10 Mayıs 2008 Cumartesi

K.MARAŞ’DAN SÖĞÜT’E; MHP'DEN LİMONA

“755. Söğüt Ertuğrul Gazi’yi anma şenlikleri” için Söğüt’e gelip gelemeyeceğimi soruyordu, telefonda Ilıca AK Parti teşkilat başkanı Turgut Ardıç. Memnuniyetle kabul ettikten sonra, sözleştik ve 9 Eylül 06 Cumartesi günü AK Parti İl Teşkilat kafilesine dâhil olduk. Saat 16.00 sularında İl Başkanlığı önünden yola koyulurken, arkamızdan Milletvekili Sayın Ali Sezal ve İl Başkanı Sayın Veysi Kaynak el sallıyordu…
Ertesi gün sabahın 07.00’sinde Söğüt topraklarındayız. Başı dumanlı dağları kıvrıla kıvrıla inen yoldan, aheste- aheste ilerliyor otobüsümüz.(Söğüt’te bizim Ilıca gibi “yol”dan muzdarip olsa gerek; çünkü çok dar, çok virajlı ve çok dik olan yol hiç yakışmıyor ecdâdımızın başkentine.) Ben, başımı cama dayamış dalıp gitmişim. İçimi garip duygular kaplamış. Bayırlarda, patikalarda sanki her an karşımıza Osmanoğulları’ndan bir süvari çıkacakmış gibi gözlerim hep arıyor, arıyor, arıyor… “Vay bee” diyorum kendi kendime, “demek burası Söğüt; demek bu topraklarda, bu dağlarda, bu diyarlarda kuruldu “oba”lar; bu topraklarda oynaştı koyunlar, kuzular, oğlaklar…”
Kendime geldiğimde otobüsümüz çoktan park etmiş; kafile başkanımız M.Beşen ağabeyimiz buluşma yeri ve saatini söylüyordu.
Bütün Söğüt “gelin gibi” süslenmiş bayraklarla, balonlarla, afişlerle. Aşırı bir kalabalık ve alabildiğine araç her yer, sabahın bu kadar erken saati olmasına rağmen. Gruplara ayrıldık ve attık kendimizi Söğüt’ün kollarına…
Seyrinde giden her şeyi ve şenliğin ahengini, MHP’li oldukları “hırçınlık”larından, ellerindeki “parti bayrakları”ndan ve “tahrik dolu” pankartlardan anlaşılan gruplar bozuyordu. Gerek yerli yersiz slogan atmaları; gerek üst aramasında polise zorluk çıkarıp yer- yer sataşmaları, oldukça sinir bozuyor; günün anlamına ve manevi atmosferine “limon” sıkıyordu adeta.
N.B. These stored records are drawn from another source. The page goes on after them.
impl RhsAssembler {
    /// Build the assembler for the full mesh described by `config`.
    pub fn new(config: &DriftConfig, start: StartMode) -> DriftResult<Self> {
        let mesh = Mesh3D::from_config(config)?;
        Self::on_mesh(config, mesh, start)
    }

    pub fn from_file(path: &str, start: StartMode) -> DriftResult<Self> {
        let config = DriftConfig::from_file(path)?;
        Self::new(&config, start)
    }

    /// Build on a given (possibly slab-local) mesh.
    pub fn on_mesh(config: &DriftConfig, mesh: Mesh3D, start: StartMode) -> DriftResult<Self> {
        config.validate()?;
        let metric = Arc::new(Metric::cylinder(&mesh));
        let ops = DifferentialOperators::new(mesh.clone(), Arc::clone(&metric), config.operators.ghost_policy)?;
        let operators = create_operator_set(config.operators.kind, ops);
        let filter = create_filter(&config.filter, &mesh);
        let boundary = BoundaryPolicy::new(&mesh, config.boundary.extrapolation_order)?;
        let inverter = CylinderLaplaceInverter::new(&mesh, &metric)?;
        let solver = NaulinSolver::new(config.naulin.clone(), Box::new(inverter));
        let potential = PotentialState::new(&mesh, FieldRole::Phi.boundary(&config.boundary));
        let noise = NoiseInjection::new(&config.switches, &config.noise, start);
        let source = particle_source(&mesh, &config.src);
        let damping = damping_profile(&mesh, &config.boundary.damping);
        let viscosity = ScaledViscosities::new(&config.cst, &mesh);
        let resistive = if config.cst.nu_ei == 0.0 {
            0.0
        } else {
            SPITZER_RESISTIVITY * config.cst.nu_ei / config.cst.mu
        };

        log::info!(
            "{}: {}x{}x{} cells, operators {:?}, filter {}, naulin maxIt={} rtol={:.1e}",
            config.run_name,
            mesh.nx,
            mesh.ny,
            mesh.nz,
            config.operators.kind,
            filter.name(),
            config.naulin.max_iterations,
            config.naulin.rtol
        );
        log::debug!("scaled viscosities: {viscosity:?}");

        Ok(RhsAssembler {
            config: config.clone(),
            mesh,
            operators,
            filter,
            boundary,
            solver,
            halo: Box::new(SerialExchange),
            potential,
            noise,
            source,
            damping,
            viscosity,
            resistive,
            diagnostics: None,
        })
    }

    /// Replace the serial halo exchange, e.g. with a distributed one.
    pub fn with_halo(mut self, halo: Box<dyn HaloExchange>) -> Self {
        self.halo = halo;
        self
    }

    pub fn mesh(&self) -> &Mesh3D {
        &self.mesh
    }

    pub fn config(&self) -> &DriftConfig {
        &self.config
    }

    pub fn operator_kind(&self) -> OperatorKind {
        self.operators.kind()
    }

    pub fn potential(&self) -> &PotentialState {
        &self.potential
    }

    /// Seed the warm start, e.g. from a checkpoint.
    pub fn set_potential(&mut self, phi: Field3D) {
        let phi = phi
            .named("phi")
            .with_boundary(FieldRole::Phi.boundary(&self.config.boundary));
        let vort = self.operators.laplace_perp(&phi).named("vort");
        self.potential.update(phi, vort);
    }

    pub fn noise_state(&self) -> NoiseState {
        self.noise.state()
    }

    pub fn source(&self) -> &Field3D {
        &self.source
    }

    pub fn damping(&self) -> &Array2<f64> {
        &self.damping
    }

    pub fn viscosities(&self) -> &ScaledViscosities {
        &self.viscosity
    }

    pub fn diagnostics(&self) -> Option<&TermDiagnostics> {
        self.diagnostics.as_ref()
    }

    fn prepare(&mut self, state: &EvolvedVariableSet) -> DriftResult<Evaluable> {
        let ops = self.operators.ops();
        let solve = PotentialSolve {
            solver: &self.solver,
            ops,
            boundary: &self.boundary,
            halo: self.halo.as_ref(),
            filter: self.filter.as_ref(),
        };
        let sheath = SheathParameters {
            lambda_low: self.config.cst.lambda,
            lambda_high: self.config.cst.lambda,
            damping: &self.damping,
        };
        Snapshot::capture(state)
            .apply_boundaries(&self.boundary)?
            .exchange_density(self.halo.as_ref(), ops)?
            .solve_potential(&solve, &mut self.potential)?
            .apply_parallel_boundaries(&self.boundary, &sheath)?
            .exchange_all(self.halo.as_ref())
    }

    /// Convective part of the right-hand side.
    ///
    /// On the first call of a run with noise enabled, the density
    /// perturbation is added to `state.ln_n`; afterwards `state` is only read.
    pub fn convective(&mut self, state: &mut EvolvedVariableSet, t: f64) -> DriftResult<Derivatives> {
        self.noise.apply(&mut state.ln_n, &self.mesh);
        log::trace!("convective RHS at t={t}");
        let ready = self.prepare(state)?;
        let (ddt, terms) = self.convective_terms(&ready)?;
        let ddt = self.finish(ddt)?;
        if self.config.switches.save_terms || self.config.switches.save_ddt {
            let mut diag = TermDiagnostics {
                naulin_iterations: ready.naulin_iterations(),
                ..TermDiagnostics::default()
            };
            if self.config.switches.save_terms {
                diag.terms = terms;
                diag.terms.insert("phi".to_string(), ready.phi().clone());
                diag.terms.insert("vort".to_string(), ready.vort().clone());
            }
            if self.config.switches.save_ddt {
                diag.ddt = Some(ddt.clone());
            }
            self.diagnostics = Some(diag);
        }
        Ok(ddt)
    }

    /// Diffusive part of the right-hand side.
    ///
    /// Runs the same preparation as [`Self::convective`], potential solve
    /// included, so the sheath closure never sees a stale φ.
    pub fn diffusive(&mut self, state: &EvolvedVariableSet, t: f64) -> DriftResult<Derivatives> {
        log::trace!("diffusive RHS at t={t}");
        let ready = self.prepare(state)?;
        let (ddt, terms) = self.diffusive_terms(ready.state())?;
        let ddt = self.finish(ddt)?;
        if self.config.switches.save_terms || self.config.switches.save_ddt {
            let diag = self.diagnostics.get_or_insert_with(TermDiagnostics::default);
            if self.config.switches.save_terms {
                diag.terms.extend(terms);
            }
            if self.config.switches.save_ddt {
                diag.ddt = Some(ddt.clone());
            }
        }
        Ok(ddt)
    }

    /// Unsplit right-hand side, `convective + diffusive`.
    pub fn rhs(&mut self, state: &mut EvolvedVariableSet, t: f64) -> DriftResult<Derivatives> {
        let convective = self.convective(state, t)?;
        let diffusive = self.diffusive(state, t)?;
        let total = convective.sum(&diffusive);
        if let Some(diag) = self.diagnostics.as_mut() {
            if diag.ddt.is_some() {
                diag.ddt = Some(total.clone());
            }
        }
        Ok(total)
    }

    /// Filter every derivative, then fail collectively on non-finite values.
    fn finish(&self, mut ddt: Derivatives) -> DriftResult<Derivatives> {
        for f in ddt.fields_mut() {
            *f = self.filter.filter(f, &self.mesh);
        }
        let status = ddt.ensure_finite(&self.mesh);
        if let Err(err) = &status {
            log::error!("right-hand side rejected: {err}");
        }
        self.halo.synchronize_status(status)?;
        Ok(ddt)
    }

    fn convective_terms(
        &self,
        ready: &Evaluable,
    ) -> DriftResult<(Derivatives, BTreeMap<String, Field3D>)> {
        let ops = self.operators.ops();
        let cst = &self.config.cst;
        let s = ready.state();
        let n = ready.n();
        let phi = ready.phi();
        let inv_n = n.map(|v| 1.0 / v);
        let s_over_n = &self.source * &inv_n;

        // ln n
        let mut ln_n = Terms::new(&self.mesh, "lnN");
        ln_n.push("lnNAdv", -&self.operators.exb_advection(phi, &s.ln_n));
        ln_n.push("gradUEPar", -&ops.ddy(&s.u_e_par));
        ln_n.push("uEParGradLnN", -&ops.vpar_grad_par(&s.u_e_par, &s.ln_n));
        ln_n.push("srcN", s_over_n.clone());

        // electron parallel momentum
        let mut u_e = Terms::new(&self.mesh, "uEPar");
        u_e.push("uEParAdv", -&self.operators.exb_advection(phi, &s.u_e_par));
        u_e.push("uEParParAdv", -&ops.vpar_grad_par(&s.u_e_par, &s.u_e_par));
        u_e.push("gradPhiLnN", ops.ddy(&(phi - &s.ln_n)).scaled(cst.mu));
        let slip = &s.u_e_par - &s.u_i_par;
        u_e.push("elResistivity", slip.scaled(-SPITZER_RESISTIVITY * cst.nu_ei));
        u_e.push("elNeutralColl", s.u_e_par.scaled(-cst.nu_en));
        u_e.push("elSrc", -&(&s_over_n * &s.u_e_par));

        // ion parallel momentum
        let mut u_i = Terms::new(&self.mesh, "uIPar");
        u_i.push("uIParAdv", -&self.operators.exb_advection(phi, &s.u_i_par));
        u_i.push("uIParParAdv", -&ops.vpar_grad_par(&s.u_i_par, &s.u_i_par));
        u_i.push("gradPhi", -&ops.ddy(phi));
        u_i.push("ionResistivity", slip.scaled(self.resistive));
        u_i.push("ionNeutralColl", s.u_i_par.scaled(-cst.nu_in));
        u_i.push("ionSrc", -&(&s_over_n * &s.u_i_par));

        // generalised vorticity
        let mut vort = Terms::new(&self.mesh, "vortD");
        if cst.nu_in != 0.0 {
            vort.push("vortNeutral", (n * ready.vort()).scaled(-cst.nu_in));
            let grad_phi = ops.grad_perp(phi);
            let grad_n = ops.grad_perp(n);
            vort.push("potNeutral", ops.dot(&grad_phi, &grad_n).scaled(-cst.nu_in));
        }
        let ui_n = &s.u_i_par * n;
        let flux = self
            .operators
            .div_f_grad_perp_g(&ui_n, phi)
            .named("uIParNGradPerpPhi");
        let par_flux = ready.parallel_gradient_of_derived(flux, &self.boundary, self.halo.as_ref(), ops)?;
        vort.push("parDerDivUIParNGradPerpPhi", -&par_flux);
        vort.push("nGradUiUe", ops.ddy(&(n * &(&s.u_i_par - &s.u_e_par))));
        let exb = self.operators.div_exb_advection(&ExbInputs {
            n,
            phi,
            vort_d: &s.vort_d,
            boundary: &self.boundary,
        })?;
        for part in &exb.parts {
            vort.push(part.name(), -part);
        }

        let ddt = Derivatives {
            vort_d: vort.total(),
            ln_n: ln_n.total(),
            u_i_par: u_i.total(),
            u_e_par: u_e.total(),
        };
        let mut terms = BTreeMap::new();
        for group in [ln_n, u_e, u_i, vort] {
            for p in group.parts {
                terms.insert(p.name().to_string(), p);
            }
        }
        Ok((ddt, terms))
    }

    fn diffusive_terms(
        &self,
        s: &EvolvedVariableSet,
    ) -> DriftResult<(Derivatives, BTreeMap<String, Field3D>)> {
        let ops = self.operators.ops();
        let v = &self.viscosity;

        let mut ln_n = Terms::new(&self.mesh, "lnN");
        if self.resistive != 0.0 {
            let grad = ops.grad_perp(&s.ln_n);
            let diffusion = &ops.laplace_perp(&s.ln_n) + &ops.dot(&grad, &grad);
            ln_n.push("resistiveDiffusion", diffusion.scaled(self.resistive));
        }
        ln_n.push("lnNParArtVisc", ops.d2dy2(&s.ln_n).scaled(v.par_ln_n));
        ln_n.push("lnNPerpArtVisc", ops.laplace_perp(&s.ln_n).scaled(v.perp_ln_n));

        let mut u_e = Terms::new(&self.mesh, "uEPar");
        u_e.push("uEParParArtVisc", ops.d2dy2(&s.u_e_par).scaled(v.par_u_e_par));
        u_e.push("uEParPerpArtVisc", ops.laplace_perp(&s.u_e_par).scaled(v.perp_u_e_par));

        let mut u_i = Terms::new(&self.mesh, "uIPar");
        u_i.push("uIParParArtVisc", ops.d2dy2(&s.u_i_par).scaled(v.par_u_i_par));
        u_i.push("uIParPerpArtVisc", ops.laplace_perp(&s.u_i_par).scaled(v.perp_u_i_par));

        let mut vort = Terms::new(&self.mesh, "vortD");
        vort.push("vortDParArtVisc", ops.d2dy2(&s.vort_d).scaled(v.par_vort_d));
        vort.push("vortDPerpArtVisc", ops.laplace_perp(&s.vort_d).scaled(v.perp_vort_d));
        if self.config.switches.use_hyper_visc_az_vort_d {
            vort.push("vortDHyperViscAz", ops.d4dz4(&s.vort_d)?.scaled(-v.hyper_vort_d));
        }

        let ddt = Derivatives {
            vort_d: vort.total(),
            ln_n: ln_n.total(),
            u_i_par: u_i.total(),
            u_e_par: u_e.total(),
        };
        let mut terms = BTreeMap::new();
        for group in [ln_n, u_e, u_i, vort] {
            for p in group.parts {
                terms.insert(p.name().to_string(), p);
            }
        }
        Ok((ddt, terms))
    }
}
Saat 08.00’ gösterirken Başbakan Sayın Recep Tayyip Erdoğan, hükümet konağının önünde halkla selamlaşıyordu ki, hemen yanıbaşımızda “devletin başına Devlet gelecek” (böyle giderse imkansız gibi görünüyor) sloganlarıyla MHP’liler zuhur ettiler. Yani, bazı basın organlarında “AK Parti’liler ve Başbakan’ın koruması ve yeğeni tahrik ettiler” diye haberler çıktı, ama hayır. Daha sabahın erken saatlerinde, MHP’li grupların hal ve hareketleri, olacakların habercisi gibiydi zaten. Gerisi malum… Ellerinden gelse(!) Başbakan’ı konuşturmayacaklardı ama, Başbakan “kuru gürültü”ye pabuç bırakmadı. Başbakan’ın kürsüye çıkmasıyla “tahrik dolu” sloganların, hakaretlerin dozu arttı. Akabinde çok nahoş olaylar ve çirkinlikler…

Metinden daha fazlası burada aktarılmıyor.